Begin Juli 1828 zeilde Verveer met zijn nieuwe opdracht weder uit; in Februari 1829 kwam hij over New-York te Guatemala aan. Na zijn eerste rapporten werd hem aan het einde van 1829 opgedragen, om te onderhandelen over den aanleg van het bedoelde kanaal en over het sluiten van een tractaat van vriendschap met de federatieve republieken; doch toen men het volgende jaar bemerkte, dat hij niet verder kwam en de zaak op de lange baan scheen te schuiven, werd hem aangeschreven, dat hij in Juli 1831 moest teruggekeerd zijn, zooals ook geschiedde. Zoo was dan dit grootsche plan, om in de 1e helft der 19e eeuw door Nederlandsch kapitaal en techniek het totstandkomen van een Nicaraguakanaal te bevorderen, op niets uitgeloopen.
Eenige jaren later werd bij kon. besl. van 11 Mei 1836 aan Verveer andermaal eene gewichtige zending opgedragen, nu naar de kust van Guinea, waar de onze nederzettingen omringende Negervolken herhaalde malen vijandelijk tegen ons gezag waren opgetreden.
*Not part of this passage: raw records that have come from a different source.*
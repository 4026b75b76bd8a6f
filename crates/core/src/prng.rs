//! Random sources for generators and engines.
//!
//! Every stochastic step in drift (particle seeding, shape sampling, morph
//! turbulence, attractor depth jitter) draws from a [`RandomSource`], so the
//! deterministic math stays testable on its own. [`Xorshift64`] is the
//! seedable implementation; [`Fixed`] returns a constant and is handy for
//! pinning jitter to zero.

use serde::{Deserialize, Serialize};

/// A source of uniformly distributed values in [0, 1).
///
/// Object-safe so engines can hold a `Box<dyn RandomSource>`.
pub trait RandomSource {
    /// Returns a uniformly distributed f64 in [0, 1).
    fn next_f64(&mut self) -> f64;

    /// Returns a uniformly distributed f64 in [min, max).
    fn next_range(&mut self, min: f64, max: f64) -> f64 {
        min + self.next_f64() * (max - min)
    }

    /// Returns a uniformly distributed usize in [0, max).
    ///
    /// # Panics
    ///
    /// Panics if `max` is 0.
    fn next_usize(&mut self, max: usize) -> usize {
        assert!(max > 0, "next_usize requires max > 0");
        ((self.next_f64() * max as f64) as usize).min(max - 1)
    }

    /// Returns a centred offset `(u - 0.5) * amplitude`, i.e. in
    /// [-amplitude/2, amplitude/2).
    fn jitter(&mut self, amplitude: f64) -> f64 {
        (self.next_f64() - 0.5) * amplitude
    }

    /// Returns `true` with probability `p` (`u < p`).
    fn chance(&mut self, p: f64) -> bool {
        self.next_f64() < p
    }
}

/// A random source that always returns the same value.
///
/// `Fixed(0.5)` turns every [`RandomSource::jitter`] call into exactly zero.
#[derive(Debug, Clone, Copy, PartialEq)]
pub struct Fixed(pub f64);

impl RandomSource for Fixed {
    fn next_f64(&mut self) -> f64 {
        self.0
    }
}

/// Xorshift64 deterministic PRNG. Same seed always produces the same sequence.
///
/// Uses the standard shift parameters (13, 7, 17) for good statistical
/// properties across the full 64-bit state space. Seed of 0 is automatically
/// replaced with a non-zero fallback to avoid the all-zeros fixed point.
#[derive(Debug, Clone, Serialize, Deserialize)]
pub struct Xorshift64 {
    state: u64,
}

impl Xorshift64 {
    /// Fallback seed used when the caller provides 0, which is a fixed point
    /// of the xorshift algorithm.
    const FALLBACK_SEED: u64 = 0x5EED_DEAD_BEEF_CAFE;

    /// Creates a new PRNG with the given seed.
    ///
    /// If `seed` is 0, uses `0x5EED_DEAD_BEEF_CAFE` as a fallback to avoid
    /// the xorshift all-zeros fixed point.
    pub fn new(seed: u64) -> Self {
        Self {
            state: if seed == 0 { Self::FALLBACK_SEED } else { seed },
        }
    }

    /// Advances the state and returns the next 64-bit value.
    ///
    /// Implements xorshift64 with shifts (13, 7, 17).
    pub fn next_u64(&mut self) -> u64 {
        self.state ^= self.state << 13;
        self.state ^= self.state >> 7;
        self.state ^= self.state << 17;
        self.state
    }
}

impl RandomSource for Xorshift64 {
    /// Uses the upper 53 bits of `next_u64()` divided by 2^53 for
    /// full mantissa precision.
    fn next_f64(&mut self) -> f64 {
        (self.next_u64() >> 11) as f64 / (1u64 << 53) as f64
    }

    /// Uses simple modulo reduction. For non-power-of-two `max` values,
    /// this introduces negligible bias at 64-bit state width.
    fn next_usize(&mut self, max: usize) -> usize {
        (self.next_u64() as usize) % max
    }
}
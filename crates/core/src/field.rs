//! Two-dimensional scalar field with toroidal wrapping and clamped values.
//!
//! A `Field` stores `width * height` f64 values in the range [0, 1] using
//! row-major layout. Generators use it as a brightness raster (the globe
//! reads a decoded texture through [`Field::sample_uv`]).

use crate::error::EngineError;

/// A 2D scalar field with values clamped to [0, 1] and toroidal coordinate wrapping.
#[derive(Debug, Clone, PartialEq)]
pub struct Field {
    width: usize,
    height: usize,
    data: Vec<f64>,
}

impl Field {
    /// Creates a field from row-major data, validating that
    /// `data.len() == width * height`. Values are clamped to [0, 1].
    ///
    /// Returns `EngineError::InvalidDimensions` if either dimension is zero,
    /// if `width * height` overflows `usize` or if the length is wrong.
    pub fn from_data(width: usize, height: usize, data: Vec<f64>) -> Result<Self, EngineError> {
        if width == 0 || height == 0 {
            return Err(EngineError::InvalidDimensions);
        }
        let expected = width
            .checked_mul(height)
            .ok_or(EngineError::InvalidDimensions)?;
        if data.len() != expected {
            return Err(EngineError::InvalidDimensions);
        }
        Ok(Self {
            width,
            height,
            data: data.into_iter().map(|v| v.clamp(0.0, 1.0)).collect(),
        })
    }

    pub fn width(&self) -> usize {
        self.width
    }

    pub fn height(&self) -> usize {
        self.height
    }

    /// Value at `(x, y)`, wrapping toroidally.
    fn get(&self, x: isize, y: isize) -> f64 {
        let xi = x.rem_euclid(self.width as isize) as usize;
        let yi = y.rem_euclid(self.height as isize) as usize;
        self.data[yi * self.width + xi]
    }

    /// Reads the cell under texture coordinates `(u, v)` in [0, 1]².
    ///
    /// `v` runs bottom-to-top (row `⌊(1 − v)·height⌋`), the convention of an
    /// equirectangular map where `v = 1` is the north pole. Coordinates at
    /// exactly 1.0 land on the last column/row instead of wrapping.
    pub fn sample_uv(&self, u: f64, v: f64) -> f64 {
        let px = ((u * self.width as f64).floor() as isize).clamp(0, self.width as isize - 1);
        let py = (((1.0 - v) * self.height as f64).floor() as isize)
            .clamp(0, self.height as isize - 1);
        self.get(px, py)
    }
}
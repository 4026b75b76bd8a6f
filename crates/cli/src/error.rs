//! CLI errors and their exit codes.
//!
//! | code | meaning                                          |
//! |------|--------------------------------------------------|
//! | 2    | argument parse failure (reported by clap)        |
//! | 10   | engine rejected the request                      |
//! | 11   | file could not be read or written                |
//! | 12   | bad user input: palette, `--params`, seed file   |
//! | 13   | JSON output failed                               |

use drift_core::EngineError;
use thiserror::Error;

#[derive(Debug, Error)]
pub enum CliError {
    #[error(transparent)]
    Engine(EngineError),
    #[error("{0}")]
    Io(String),
    #[error("{0}")]
    Input(String),
    #[error("{0}")]
    Serialization(String),
}

impl CliError {
    pub fn exit_code(&self) -> i32 {
        match self {
            CliError::Engine(_) => 10,
            CliError::Io(_) => 11,
            CliError::Input(_) => 12,
            CliError::Serialization(_) => 13,
        }
    }
}

impl From<EngineError> for CliError {
    /// Snapshot write failures count as I/O, not as engine errors.
    fn from(e: EngineError) -> Self {
        match e {
            EngineError::Io(msg) => CliError::Io(msg),
            other => CliError::Engine(other),
        }
    }
}

impl From<std::io::Error> for CliError {
    fn from(e: std::io::Error) -> Self {
        CliError::Io(e.to_string())
    }
}

impl From<serde_json::Error> for CliError {
    fn from(e: serde_json::Error) -> Self {
        CliError::Serialization(e.to_string())
    }
}
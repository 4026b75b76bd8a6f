#![deny(unsafe_code)]
//! Engine registry: maps engine names to implementations and provides CPU-side
//! snapshot rendering.
//!
//! This crate sits between `drift-core` (which defines the `Engine` trait)
//! and the engine crates (`drift-flow`, `drift-morph`, `drift-clouds`). Both
//! the CLI and seed replay go through it so dispatch lives in one place.

pub mod pixel;
pub mod still;

#[cfg(feature = "png")]
pub mod snapshot;

use drift_core::error::EngineError;
use drift_core::seed::FRAME_SECONDS;
use drift_core::{ColorBuffer, Engine, ManualHost, PixelSurface, Seed};
use drift_flow::FlowField;
use drift_morph::ShapeMorph;
use log::debug;
use serde_json::Value;

pub use still::StillCloud;

use crate::pixel::{splat, View};

/// All available engine names.
const ENGINE_NAMES: &[&str] = &["flow", "morph", "attractor", "globe"];

/// Disc radius in pixels used when splatting 3D clouds.
const SPLAT_RADIUS: f64 = 0.75;

/// Enumeration of all available engines.
///
/// Wraps each engine implementation and delegates `Engine` trait methods.
/// Use [`EngineKind::from_name`] for string-based construction (CLI, seeds).
pub enum EngineKind {
    /// 2D flow field drawing into an owned framebuffer.
    Flow(FlowField<PixelSurface>),
    /// 3D shape morph.
    Morph(ShapeMorph),
    /// Attractor or globe cloud with a slow spin.
    Still(StillCloud),
}

impl EngineKind {
    /// Constructs an engine by name.
    ///
    /// `width` and `height` size the flow field's framebuffer; the 3D
    /// engines ignore them. Returns `EngineError::UnknownEngine` if the name
    /// is not recognized.
    pub fn from_name(
        name: &str,
        width: usize,
        height: usize,
        seed: u64,
        params: &Value,
    ) -> Result<Self, EngineError> {
        let engine = match name {
            "flow" => {
                let surface = PixelSurface::new(width, height)?;
                // Stepped directly, so the host only witnesses creation.
                let mut host = ManualHost::new();
                let mut flow = FlowField::from_json(Some(surface), params, &mut host, seed)?;
                flow.teardown(&mut host);
                EngineKind::Flow(flow)
            }
            "morph" => EngineKind::Morph(ShapeMorph::from_json(params, seed)?),
            "attractor" => EngineKind::Still(StillCloud::attractor(seed, params)?),
            "globe" => EngineKind::Still(StillCloud::globe(seed, params)?),
            _ => return Err(EngineError::UnknownEngine(name.to_string())),
        };
        debug!("engine '{name}' created with seed {seed}");
        Ok(engine)
    }

    /// Constructs the engine a seed describes.
    pub fn from_seed(seed: &Seed) -> Result<Self, EngineError> {
        seed.validate()?;
        Self::from_name(&seed.engine, seed.width, seed.height, seed.seed, &seed.params)
    }

    /// Returns a slice of all recognized engine names.
    pub fn list_engines() -> &'static [&'static str] {
        ENGINE_NAMES
    }

    /// Steps `frames` times at 60 fps.
    pub fn run(&mut self, frames: usize) -> Result<(), EngineError> {
        for _ in 0..frames {
            self.step(FRAME_SECONDS)?;
        }
        Ok(())
    }

    /// Current frame as a `width`×`height` image.
    ///
    /// The flow field returns a copy of its own framebuffer (and ignores the
    /// requested size); the 3D engines are splatted orthographically onto
    /// the XY plane, fitted to their bounds.
    pub fn render(&self, width: usize, height: usize) -> Result<PixelSurface, EngineError> {
        if let EngineKind::Flow(flow) = self {
            if let Some(surface) = flow.surface() {
                return Ok(surface.clone());
            }
        }
        let mut surface = PixelSurface::new(width, height)?;
        let positions = self.positions();
        let view = View::fit(positions, width, height);
        splat(&mut surface, positions, self.colors(), &view, SPLAT_RADIUS);
        Ok(surface)
    }
}

impl Engine for EngineKind {
    fn step(&mut self, dt: f64) -> Result<(), EngineError> {
        match self {
            EngineKind::Flow(e) => e.step(dt),
            EngineKind::Morph(e) => e.step(dt),
            EngineKind::Still(e) => e.step(dt),
        }
    }

    fn positions(&self) -> &[f32] {
        match self {
            EngineKind::Flow(e) => e.positions(),
            EngineKind::Morph(e) => e.positions(),
            EngineKind::Still(e) => e.positions(),
        }
    }

    fn colors(&self) -> ColorBuffer<'_> {
        match self {
            EngineKind::Flow(e) => e.colors(),
            EngineKind::Morph(e) => e.colors(),
            EngineKind::Still(e) => e.colors(),
        }
    }

    fn params(&self) -> Value {
        match self {
            EngineKind::Flow(e) => e.params(),
            EngineKind::Morph(e) => e.params(),
            EngineKind::Still(e) => e.params(),
        }
    }

    fn param_schema(&self) -> Value {
        match self {
            EngineKind::Flow(e) => e.param_schema(),
            EngineKind::Morph(e) => e.param_schema(),
            EngineKind::Still(e) => e.param_schema(),
        }
    }
}
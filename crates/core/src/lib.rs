#![deny(unsafe_code)]
//! Core types and traits for the drift particle engines.
//!
//! Provides the `Engine` trait, the `PointCloud` buffer type, the `Surface`
//! and `Host` collaborator traits (drawing target, frame scheduling and
//! listener registration), color types, `Palette`, the `Xorshift64` PRNG
//! behind the `RandomSource` trait, flow `FieldSource`s, `Seed`, and
//! parameter helpers.

pub mod color;
pub mod engine;
pub mod error;
pub mod field;
pub mod field_source;
pub mod host;
pub mod palette;
pub mod params;
pub mod point_cloud;
pub mod prng;
pub mod seed;
pub mod surface;

pub use color::{LinearRgb, Srgb};
pub use engine::{ColorBuffer, Engine};
pub use error::EngineError;
pub use field::Field;
pub use host::{FrameHandle, FrameTask, Host, ListenerHandle, ListenerKind, ListenerSet, ManualHost};
pub use palette::Palette;
pub use point_cloud::{PointCloud, NUM_PARTICLES};
pub use prng::{RandomSource, Xorshift64};
pub use seed::Seed;
pub use surface::{PixelSurface, Surface};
In Juli 1837 teruggekeerd, werd ingevolge zijn advies besloten tot het uitzenden eener expeditie, waarover het bevel aan hem werd toevertrouwd. In April 1838 vertrok hij met eenige schepen en eene geringe troepenmacht daarheen; den 9en Juli ankerde de ‘Rhoon en Pendrecht’ voor het fort St. Antonie aan de kust; het gelukte Verveer met behulp van bevriende stammen, den onder de negers uitgebroken opstand te dempen; het hoofd van de ahantasche bevolking, Bonsoe, werd gevangen genomen en terechtgesteld, en met den koning der Ashantijnen werden voordeelige handelsbetrekkingen aangeknoopt.
De opperbevelhebber bleek echter tegen de vermoeienissen en tegen het klimaat niet meer bestand te zijn. Op den 10en Aug. werd hij bedlegerig, tengevolge waarvan de kommandant der marine, kapitein-luitenant ter zee Tengbergen, de laatst te nemen maatregelen moest treffen. Verveer werd ziek aan boord van de Amphitrite gebracht, die den 21en Aug. naar het vaderland onder zeil ging; doch reeds den volgenden dag gaf hij den geest. Men hoopte aanvankelijk het lijk naar Nederland te kunnen overbrengen; doch met het oog op de gezondheid van de equipage werd hiervan afgezien en werd het den 3en Sept. overboord gezet.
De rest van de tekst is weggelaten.